The present research examines whether coercive control underlying parental acts of physical IPV relates to children’s externalizing and internalizing problems. We examined these relations in a sample in which mothers reported at least one act of physical IPV in the past 6 months. We hypothesized first that coercive control (connected to acts of physical IPV) would relate to children’s externalizing and internalizing problems, after accounting for the frequency of physical IPV and psychological abuse between parents. Because the frequency of physical IPV is associated with child adjustment problems, we controlled for it in our hypothesis tests. We did this to evaluate whether examining the phenomenon of coercive control adds incrementally in the prediction of child problems, helping to explain how adjustment problems among children exposed to IPV arise. In an attempt to better isolate coercive control underlying acts of physical IPV from other aspects of interparental conflict that might explain our findings, we also controlled for psychological abuse between partners. Although all behavior motivated by coercive control may be construed as abusive, not all acts of psychological abuse stem from the motive of coercive control. Thus, controlling for psychological abuse helps isolate IPV motivated by coercive control from psychological abuse motivated by coercive control as well as psychological abuse prompted by other motives. Also, because the frequency of psychological abuse between parents is associated with children’s externalizing and internalizing problems after accounting for the frequency of physical IPV (Jouriles, Norwood, McDonald, Vincent, & Mahoney, 1996), controlling for psychological abuse eliminates it as a possible confounding variable.

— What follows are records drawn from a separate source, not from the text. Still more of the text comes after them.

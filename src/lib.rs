// SPDX-License-Identifier: MPL-2.0
#![warn(missing_docs)]
//! flubbles - hierarchical decomposition of pangenome variation graphs.
//!
//! Given a bidirected sequence graph with reference walks, the crate
//! builds a DFS spanning tree over the graph's ends, classifies its tree
//! edges into cycle-equivalence classes with a bracket-list pass, turns
//! the classes into a nested tree of regions of variation (the PVST), and
//! for each called region enumerates the allelic walks through it and
//! pairs them against the references to type the variation.

pub mod bidirected;
pub mod bracket_list;
pub mod cycle_equiv;
pub mod decompose;
pub mod error;
pub mod pvst;
pub mod refs;
pub mod spanning_tree;
pub mod types;
pub mod variation;

pub use bidirected::{VariationGraph, VgBuilder};
pub use decompose::{build_pvst, Decomposition};
pub use error::{Error, Result};
pub use variation::{call_variants, CallOpts};
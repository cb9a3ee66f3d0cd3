//! One refinement pass: build histograms, sort, score neighbours, shortlist.
//!
//! Sorting histograms by their natural order puts files with the same
//! dominant words next to each other, so only adjacent pairs get scored.

use std::collections::BTreeSet;
use std::fmt;
use std::path::PathBuf;
use std::str::FromStr;

use itertools::Itertools;
use tracing::{debug, info, instrument};

use super::error::CompareError;
use super::histogram::Histogram;
use super::pool::WorkerPool;
use super::similarity::similarity;

/// Pairs scoring above this fraction of the pass maximum make the shortlist.
pub const SHORTLIST_RATIO: f64 = 0.90;

/// Total token budget an unbounded pass spreads across its files.
pub const HISTOGRAM_BUDGET: usize = 50_000_000;

/// How many entries each histogram of a pass may keep.
#[derive(Debug, Clone, Copy, PartialEq, Eq)]
pub enum HistogramBound
{
    /// Keep the `k` most frequent tokens.
    Top(usize),
    /// Spread [`HISTOGRAM_BUDGET`] evenly over the files of the pass.
    Unbounded,
}

impl HistogramBound
{
    /// Concrete `k` for a pass over `files` files.
    pub fn resolve(
        self,
        files: usize,
    ) -> usize
    {
        match self
        {
            Self::Top(k) => k,
            Self::Unbounded => (HISTOGRAM_BUDGET / files.max(1)).max(1),
        }
    }

    pub fn is_unbounded(self) -> bool
    {
        matches!(self, Self::Unbounded)
    }
}

impl Default for HistogramBound
{
    fn default() -> Self
    {
        Self::Top(50)
    }
}

impl fmt::Display for HistogramBound
{
    fn fmt(
        &self,
        f: &mut fmt::Formatter<'_>,
    ) -> fmt::Result
    {
        match self
        {
            Self::Top(k) => write!(f, "{k}"),
            Self::Unbounded => f.write_str("auto"),
        }
    }
}

impl FromStr for HistogramBound
{
    type Err = CompareError;

    fn from_str(s: &str) -> Result<Self, Self::Err>
    {
        let s = s.trim();
        if s.eq_ignore_ascii_case("auto") || s.eq_ignore_ascii_case("unbounded")
        {
            return Ok(Self::Unbounded);
        }
        match s.parse::<usize>()
        {
            Ok(k) if k > 0 => Ok(Self::Top(k)),
            _ => Err(CompareError::InvalidCompareLen(s.to_string())),
        }
    }
}

/// Highest-scoring adjacent pair of a pass, as indices into its file list.
#[derive(Debug, Clone, Copy, PartialEq)]
pub struct BestPair
{
    pub score: f64,
    pub first: usize,
    pub second: usize,
}

/// Scores and shortlist derived from one sorted histogram sequence.
#[derive(Debug, Clone)]
pub struct Ranking
{
    pub best: BestPair,
    /// Original file indices, deduplicated, in sorted-sequence order.
    pub shortlist: Vec<usize>,
    pub found_unique: bool,
    /// Adjacent-pair scores in sorted-sequence order.
    pub scores: Vec<f64>,
    pub sorted_index: Vec<usize>,
}

/// Everything a pass hands back to the loop.
#[derive(Debug, Clone)]
pub struct PassOutcome
{
    pub best: BestPair,
    pub shortlist: Vec<PathBuf>,
    pub found_unique: bool,
    pub scores: Vec<f64>,
    pub compare_len: usize,
}

/// Run one pass over `files` with histograms capped by `bound`.
#[instrument(skip_all, fields(files = files.len(), bound = %bound))]
pub fn run_pass(
    files: &[PathBuf],
    bound: HistogramBound,
    pool: &WorkerPool,
) -> Result<PassOutcome, CompareError>
{
    if files.len() < 2
    {
        return Err(CompareError::TooFewFiles { found: files.len() });
    }

    let k = bound.resolve(files.len());
    info!(files = files.len(), compare_len = k, "comparing files");

    let histograms = pool.map(files, |path| Histogram::from_file(path, k));
    let ranking = rank(&histograms, pool)?;

    let shortlist: Vec<PathBuf> = ranking
        .shortlist
        .iter()
        .map(|&i| files[i].clone())
        .collect();

    debug!(
        best = ranking.best.score,
        shortlist = shortlist.len(),
        unique = ranking.found_unique,
        "pass complete"
    );

    Ok(PassOutcome {
        best: ranking.best,
        shortlist,
        found_unique: ranking.found_unique,
        scores: ranking.scores,
        compare_len: k,
    })
}

/// Sort histograms, score adjacent pairs, derive best pair and shortlist.
pub fn rank(
    histograms: &[Histogram],
    pool: &WorkerPool,
) -> Result<Ranking, CompareError>
{
    if histograms.len() < 2
    {
        return Err(CompareError::TooFewFiles { found: histograms.len() });
    }

    let mut sorted_index: Vec<usize> = (0..histograms.len()).collect();
    sorted_index.sort_by(|&a, &b| histograms[a].cmp(&histograms[b]));

    let pairs: Vec<(&Histogram, &Histogram)> = sorted_index
        .iter()
        .tuple_windows()
        .map(|(&a, &b)| (&histograms[a], &histograms[b]))
        .collect();
    let scores = pool.map_pairs(&pairs, |(a, b)| similarity(a, b));

    // First occurrence wins on ties
    let (argmax, max) = scores
        .iter()
        .copied()
        .enumerate()
        .fold((0, f64::MIN), |acc, (i, s)| if s > acc.1 { (i, s) } else { acc });

    let best = BestPair {
        score: max,
        first: sorted_index[argmax],
        second: sorted_index[argmax + 1],
    };

    let cutoff = SHORTLIST_RATIO * max;
    let positions: BTreeSet<usize> = scores
        .iter()
        .enumerate()
        .filter(|(_, s)| **s > cutoff)
        .flat_map(|(i, _)| [i, i + 1])
        .collect();
    let shortlist = positions
        .into_iter()
        .map(|p| sorted_index[p])
        .collect();

    let found_unique = scores
        .iter()
        .filter(|s| **s == max)
        .count()
        == 1;

    Ok(Ranking { best, shortlist, found_unique, scores, sorted_index })
}

#[cfg(test)]
mod tests
{
    use super::*;
    use std::fs;
    use tempfile::TempDir;

    fn texts(items: &[&str]) -> Vec<Histogram>
    {
        items
            .iter()
            .map(|t| Histogram::from_text(t, 50))
            .collect()
    }

    #[test]
    fn test_bound_parse_and_resolve()
    {
        assert_eq!("auto".parse::<HistogramBound>().unwrap(), HistogramBound::Unbounded);
        assert_eq!("120".parse::<HistogramBound>().unwrap(), HistogramBound::Top(120));
        assert!("0".parse::<HistogramBound>().is_err());
        assert!("lots".parse::<HistogramBound>().is_err());

        assert_eq!(HistogramBound::Unbounded.resolve(1000), 50_000);
        assert_eq!(HistogramBound::Top(8).resolve(1000), 8);
        assert_eq!(HistogramBound::Unbounded.resolve(100_000_000), 1);
    }

    #[test]
    fn test_identical_pair_is_best()
    {
        let hs = texts(&[
            "apple banana cherry",
            "one two three four",
            "red green blue",
            "one two three four",
        ]);
        let r = rank(&hs, &WorkerPool::sequential()).unwrap();

        let mut pair = [r.best.first, r.best.second];
        pair.sort();
        assert_eq!(pair, [1, 3]);
        assert!((r.best.score - 1.0).abs() < 1e-12);
        assert!(r.found_unique);
        assert_eq!(r.scores.len(), 3);
    }

    #[test]
    fn test_shortlist_contains_best_pair()
    {
        let hs = texts(&[
            "a a a b b c",
            "a a a b b d",
            "x y z",
            "a a b",
            "q r s t",
        ]);
        let r = rank(&hs, &WorkerPool::sequential()).unwrap();
        assert!(r.shortlist.contains(&r.best.first));
        assert!(r.shortlist.contains(&r.best.second));

        let mut dedup = r.shortlist.clone();
        dedup.sort();
        dedup.dedup();
        assert_eq!(dedup.len(), r.shortlist.len());
    }

    #[test]
    fn test_ties_are_not_unique()
    {
        let hs = texts(&["same words", "same words", "other text", "other text"]);
        let r = rank(&hs, &WorkerPool::sequential()).unwrap();
        assert!((r.best.score - 1.0).abs() < 1e-12);
        assert!(!r.found_unique);
        assert_eq!(r.shortlist.len(), 4);
    }

    #[test]
    fn test_all_zero_scores_give_empty_shortlist()
    {
        let hs = texts(&["alpha", "beta", "gamma"]);
        let r = rank(&hs, &WorkerPool::sequential()).unwrap();
        assert_eq!(r.best.score, 0.0);
        assert!(r.shortlist.is_empty());
        assert!(!r.found_unique);
    }

    #[test]
    fn test_empty_histograms_score_zero()
    {
        let hs = vec![Histogram::default(), Histogram::default(), Histogram::from_text("w", 5)];
        let r = rank(&hs, &WorkerPool::sequential()).unwrap();
        assert!(r.scores.iter().all(|s| *s == 0.0));
    }

    #[test]
    fn test_too_few_files()
    {
        let hs = texts(&["only"]);
        assert!(matches!(
            rank(&hs, &WorkerPool::sequential()),
            Err(CompareError::TooFewFiles { found: 1 })
        ));
        assert!(matches!(
            run_pass(&[], HistogramBound::Top(5), &WorkerPool::sequential()),
            Err(CompareError::TooFewFiles { found: 0 })
        ));
    }

    #[test]
    fn test_run_pass_on_disk_with_missing_file()
    {
        let tmp = TempDir::new().unwrap();
        let root = tmp.path();
        fs::write(root.join("a.txt"), "the quick brown fox jumps").unwrap();
        fs::write(root.join("b.txt"), "the quick brown fox jumps").unwrap();
        fs::write(root.join("c.txt"), "lorem ipsum dolor sit amet").unwrap();

        let files = vec![
            root.join("a.txt"),
            root.join("missing.txt"),
            root.join("c.txt"),
            root.join("b.txt"),
        ];
        let out = run_pass(&files, HistogramBound::Top(50), &WorkerPool::sequential()).unwrap();

        let mut pair = [out.best.first, out.best.second];
        pair.sort();
        assert_eq!(pair, [0, 3]);
        assert_eq!(out.compare_len, 50);
        assert_eq!(out.shortlist.len(), 2);
        assert!(out.shortlist.contains(&files[0]));
        assert!(out.shortlist.contains(&files[3]));
    }

    #[test]
    fn test_parallel_rank_matches_sequential()
    {
        let hs: Vec<Histogram> = (0..300)
            .map(|i| Histogram::from_text(&format!("w{} w{} w{}", i % 7, i % 11, i % 13), 50))
            .collect();
        let seq = rank(&hs, &WorkerPool::sequential()).unwrap();
        let par = rank(&hs, &WorkerPool::new(4).unwrap()).unwrap();
        assert_eq!(seq.scores, par.scores);
        assert_eq!(seq.best, par.best);
        assert_eq!(seq.shortlist, par.shortlist);
    }
}
use anyhow::{Context, Result};
use memmap2::Mmap;
use std::fs::File;
use std::path::Path;

const MMAP_THRESHOLD: u64 = 1024 * 1024; // 1 MiB

/// UTF-8 text of a file, either mapped or read into memory.
///
/// Both variants are validated at read time, so `as_ref` never fails.
pub enum FileContent {
    Mapped(Mmap),
    Buffered(String),
}

impl AsRef<str> for FileContent {
    fn as_ref(&self) -> &str {
        match self {
            // Validated in read_file_smart
            FileContent::Mapped(mmap) => std::str::from_utf8(mmap).unwrap_or_default(),
            FileContent::Buffered(s) => s.as_str(),
        }
    }
}

/// Read a file as UTF-8 text. Files above 1 MiB are memory-mapped.
///
/// The handle is dropped before returning; a mapping stays valid without it.
pub fn read_file_smart<P: AsRef<Path>>(path: P) -> Result<FileContent> {
    let path = path.as_ref();
    let metadata = std::fs::metadata(path)
        .with_context(|| format!("Failed to read metadata for {}", path.display()))?;

    if !metadata.is_file() {
        anyhow::bail!("{} is not a regular file", path.display());
    }

    if metadata.len() > MMAP_THRESHOLD {
        let file =
            File::open(path).with_context(|| format!("Failed to open file {}", path.display()))?;

        // Safety: read-only map; the corpus is not written during a run
        let mmap = unsafe { Mmap::map(&file) }
            .with_context(|| format!("Failed to memory-map {}", path.display()))?;

        std::str::from_utf8(&mmap)
            .with_context(|| format!("{} is not valid UTF-8", path.display()))?;

        Ok(FileContent::Mapped(mmap))
    } else {
        let content = std::fs::read_to_string(path)
            .with_context(|| format!("Failed to read file {}", path.display()))?;

        Ok(FileContent::Buffered(content))
    }
}
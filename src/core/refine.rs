//! Coarse-to-fine refinement loop.
//!
//! Each pass shrinks the candidate set to its shortlist and grows the
//! histogram bound, until the shortlist collapses, stops changing, becomes
//! small enough for full-resolution histograms, or the bound passes
//! [`BAILOUT_COMPARE_LEN`].

use std::path::PathBuf;

use serde::Serialize;
use tracing::{debug, info, instrument};

use super::error::CompareError;
use super::pass::{BestPair, HistogramBound, PassOutcome, run_pass};
use super::pool::WorkerPool;

/// Shortlists smaller than this get full-resolution histograms.
pub const EXHAUSTIVE_SHORTLIST_LEN: usize = 500;

/// Bound past which the loop gives up and reports its current best.
pub const BAILOUT_COMPARE_LEN: usize = 10_000;

pub const MIN_SCALE_FACTOR: usize = 2;
pub const MAX_SCALE_FACTOR: usize = 6;

/// Tunables of a refinement run.
#[derive(Debug, Clone, Copy, PartialEq, Eq)]
pub struct RefineOptions
{
    pub initial_bound: HistogramBound,
    pub workers: usize,
    pub scale_factor: usize,
}

impl Default for RefineOptions
{
    fn default() -> Self
    {
        Self { initial_bound: HistogramBound::default(), workers: 1, scale_factor: 2 }
    }
}

impl RefineOptions
{
    pub fn validate(&self) -> Result<(), CompareError>
    {
        if !(MIN_SCALE_FACTOR..=MAX_SCALE_FACTOR).contains(&self.scale_factor)
        {
            return Err(CompareError::InvalidScaleFactor(self.scale_factor));
        }
        if self.workers == 0
        {
            return Err(CompareError::InvalidWorkers);
        }
        Ok(())
    }
}

/// Why the loop stopped.
#[derive(Debug, Clone, Copy, PartialEq, Eq, Serialize)]
#[serde(rename_all = "snake_case")]
pub enum Terminal
{
    /// One or zero candidates left.
    Converged,
    /// Shortlist equals the searched files and a single best score exists.
    StableUnique,
    /// The pass just run used full-resolution histograms.
    Exhaustive,
    /// The bound grew past the ceiling without converging.
    Bailout,
}

/// Per-pass summary for reporting.
#[derive(Debug, Clone, PartialEq, Serialize)]
pub struct PassReport
{
    pub files: usize,
    pub compare_len: usize,
    pub shortlist: usize,
    pub best_score: f64,
    pub found_unique: bool,
    /// Adjacent-pair scores in sorted order, `files - 1` of them.
    pub scores: Vec<f64>,
}

impl PassReport
{
    fn new(
        files: usize,
        outcome: &PassOutcome,
    ) -> Self
    {
        Self {
            files,
            compare_len: outcome.compare_len,
            shortlist: outcome.shortlist.len(),
            best_score: outcome.best.score,
            found_unique: outcome.found_unique,
            scores: outcome
                .scores
                .clone(),
        }
    }
}

/// Final answer: the two files judged most similar.
#[derive(Debug, Clone, PartialEq, Serialize)]
pub struct Match
{
    pub score: f64,
    pub first: PathBuf,
    pub second: PathBuf,
}

#[derive(Debug, Clone)]
pub struct RefineOutcome
{
    pub best: Match,
    pub terminal: Terminal,
    pub passes: Vec<PassReport>,
    /// Shortlist produced by the last pass.
    pub shortlist: Vec<PathBuf>,
}

/// Find the most similar pair among `files`.
pub fn find_most_similar_pair(
    files: &[PathBuf],
    options: &RefineOptions,
) -> Result<RefineOutcome, CompareError>
{
    find_most_similar_pair_with(files, options, |_, _| {})
}

/// Like [`find_most_similar_pair`], calling `on_pass` before every pass
/// with the file count and bound it is about to use.
#[instrument(skip_all, fields(files = files.len()))]
pub fn find_most_similar_pair_with<F>(
    files: &[PathBuf],
    options: &RefineOptions,
    mut on_pass: F,
) -> Result<RefineOutcome, CompareError>
where
    F: FnMut(usize, HistogramBound),
{
    if files.is_empty()
    {
        return Err(CompareError::EmptyCorpus);
    }
    if files.len() < 2
    {
        return Err(CompareError::TooFewFiles { found: files.len() });
    }
    options.validate()?;

    let pool = WorkerPool::new(options.workers)?;
    let mut bound = options.initial_bound;
    let mut searched: Vec<PathBuf> = files.to_vec();
    let mut passes = Vec::new();

    on_pass(searched.len(), bound);
    let mut outcome = run_pass(&searched, bound, &pool)?;
    passes.push(PassReport::new(searched.len(), &outcome));

    let terminal = if bound.is_unbounded()
    {
        Terminal::Exhaustive
    }
    else
    {
        loop
        {
            if outcome.shortlist.len() <= 1
            {
                break Terminal::Converged;
            }

            bound = next_bound(bound, outcome.shortlist.len(), options.scale_factor);
            searched = std::mem::take(&mut outcome.shortlist);

            on_pass(searched.len(), bound);
            outcome = run_pass(&searched, bound, &pool)?;
            passes.push(PassReport::new(searched.len(), &outcome));

            // Checked in this order: a stable unique result outranks exhaustion.
            // Both lists are in sorted order, so a reordering counts as a change.
            if outcome.found_unique && outcome.shortlist == searched
            {
                break Terminal::StableUnique;
            }
            if bound.is_unbounded()
            {
                break Terminal::Exhaustive;
            }

            if matches!(bound, HistogramBound::Top(k) if k > BAILOUT_COMPARE_LEN)
            {
                break Terminal::Bailout;
            }
        }
    };

    info!(passes = passes.len(), ?terminal, score = outcome.best.score, "refinement finished");

    let best = resolve(&searched, outcome.best);
    debug!(first = %best.first.display(), second = %best.second.display(), "best pair");

    Ok(RefineOutcome { best, terminal, passes, shortlist: outcome.shortlist })
}

/// Bound for the pass after one that produced `shortlist_len` candidates.
pub fn next_bound(
    current: HistogramBound,
    shortlist_len: usize,
    scale_factor: usize,
) -> HistogramBound
{
    if shortlist_len < EXHAUSTIVE_SHORTLIST_LEN
    {
        return HistogramBound::Unbounded;
    }
    match current
    {
        HistogramBound::Top(k) => HistogramBound::Top(k.saturating_mul(scale_factor)),
        HistogramBound::Unbounded => HistogramBound::Unbounded,
    }
}

fn resolve(
    files: &[PathBuf],
    best: BestPair,
) -> Match
{
    Match {
        score: best.score,
        first: files[best.first].clone(),
        second: files[best.second].clone(),
    }
}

Our second hypothesis was that children’s threat perceptions would account for the associations between coercive control and children’s externalizing and internalizing problems. This hypothesis was based on models highlighting the importance of children’s threat perceptions in understanding associations between interparental conflict and child adjustment problems (Davies & Cummings, 1994; Fosco et al., 2007; Grych & Fincham, 1990). In our primary analyses for both hypotheses, we examined whether the overall level of coercive control underlying physical IPV (i.e., aggregated across the mother and partner) relates to child adjustment problems. However, as effects of coercive control may depend on who is engaging in it, we also conducted exploratory analyses considering mothers’ and their partners’ coercive control separately.
Method
Participants
As part of a larger study on IPV and child adjustment, families were called (from randomly drawn lists of phone numbers within specified census tracts) and asked to participate in a study on how families solve conflicts. Mothers answered screening questions for eligibility over the phone. Eligible families were those in which: (a) the mother lived with a biological child between the ages of 7 and 10 years, (b) the child had never received a diagnosis indicating an intellectual disability or developmental delay, (c) the mother and child spoke English well enough to participate in an interview conducted in English, and (d) the mother had been in an intimate relationship with a male partner for at least 5 of the previous 6 months. Although IPV occurs in same-sex relationships, the larger study from which these data were obtained, and thus our study, is limited to heterosexual couples. Of the 1,099 families who satisfied these screening criteria, 540 (49%) participated. As part of the larger study, mothers were asked about occurrences of physical IPV within their relationship with a male partner in the past 6 months. Of the 540 families who agreed to participate, 109 (20%) mothers reported at least one act of physical IPV within the relationship in the past 6 months. This prevalence rate for physical IPV is comparable with rates estimated from census data on dual-parent households with children (McDonald et al., 2006). Two subjects were dropped whose scores on study measures were extreme (>3.5 SD above the mean). Thus, 107 families constitute the sample for the present study. A power analysis indicated that with five predictors (the maximum for our direct effects and mediation hypothesis tests) in a multiple regression analysis, a sample of 70 participants would be sufficient to detect a small to medium effect (d = .20), with power = .80.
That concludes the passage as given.